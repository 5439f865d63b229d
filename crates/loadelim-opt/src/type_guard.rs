use hashbrown::HashMap;
use loadelim_ir::{Graph, NodeIndex, Operator, Type};

/// Type guards created while reconciling known values with narrower access types, keyed by
/// (value, control, guarded type).
#[derive(Debug, Default)]
pub struct TypeGuards {
    guards: HashMap<(NodeIndex, NodeIndex, Type), NodeIndex>,
}

impl TypeGuards {
    /// Returns `value` if its proven type already fits `expected`, or a guard narrowing it
    /// otherwise. The same guard node is returned for repeated requests.
    pub fn reconcile(
        &mut self,
        graph: &mut Graph,
        value: NodeIndex,
        proven: Type,
        expected: Type,
        control: NodeIndex,
    ) -> NodeIndex {
        if proven.is(expected) {
            return value;
        }

        let key = (value, control, expected);
        if let Some(guard) = self.guards.get(&key).copied()
            && is_guard_of(graph, guard, value, control, expected)
        {
            return guard;
        }

        let guard = graph.type_guard(expected, value, control);
        log::trace!("Guarding {value:?}: {proven} is not {expected}, created {guard:?}");
        self.guards.insert(key, guard);
        guard
    }

    pub fn len(&self) -> usize {
        self.guards.len()
    }

    pub fn is_empty(&self) -> bool {
        self.guards.is_empty()
    }
}

/// Whether `guard` is still the node created for the key. Indices of removed nodes are reused
/// by the graph, so liveness alone isn't enough.
fn is_guard_of(
    graph: &Graph,
    guard: NodeIndex,
    value: NodeIndex,
    control: NodeIndex,
    expected: Type,
) -> bool {
    graph.is_live(guard)
        && graph.op(guard) == Operator::TypeGuard(expected)
        && graph.inputs(guard) == [value, control]
}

────────────────────

Type out exactly the span of lines from the one with "#[derive(Debug, Default)]" to the end of the material above, counting both end lines, and nothing else.

TASK RESPONSE
#[derive(Debug, Default)]
pub struct TypeGuards {
    guards: HashMap<(NodeIndex, NodeIndex, Type), NodeIndex>,
}

impl TypeGuards {
    /// Returns `value` if its proven type already fits `expected`, or a guard narrowing it
    /// otherwise. The same guard node is returned for repeated requests.
    pub fn reconcile(
        &mut self,
        graph: &mut Graph,
        value: NodeIndex,
        proven: Type,
        expected: Type,
        control: NodeIndex,
    ) -> NodeIndex {
        if proven.is(expected) {
            return value;
        }

        let key = (value, control, expected);
        if let Some(guard) = self.guards.get(&key).copied()
            && is_guard_of(graph, guard, value, control, expected)
        {
            return guard;
        }

        let guard = graph.type_guard(expected, value, control);
        log::trace!("Guarding {value:?}: {proven} is not {expected}, created {guard:?}");
        self.guards.insert(key, guard);
        guard
    }

    pub fn len(&self) -> usize {
        self.guards.len()
    }

    pub fn is_empty(&self) -> bool {
        self.guards.is_empty()
    }
}

/// Whether `guard` is still the node created for the key. Indices of removed nodes are reused
/// by the graph, so liveness alone isn't enough.
fn is_guard_of(
    graph: &Graph,
    guard: NodeIndex,
    value: NodeIndex,
    control: NodeIndex,
    expected: Type,
) -> bool {
    graph.is_live(guard)
        && graph.op(guard) == Operator::TypeGuard(expected)
        && graph.inputs(guard) == [value, control]
}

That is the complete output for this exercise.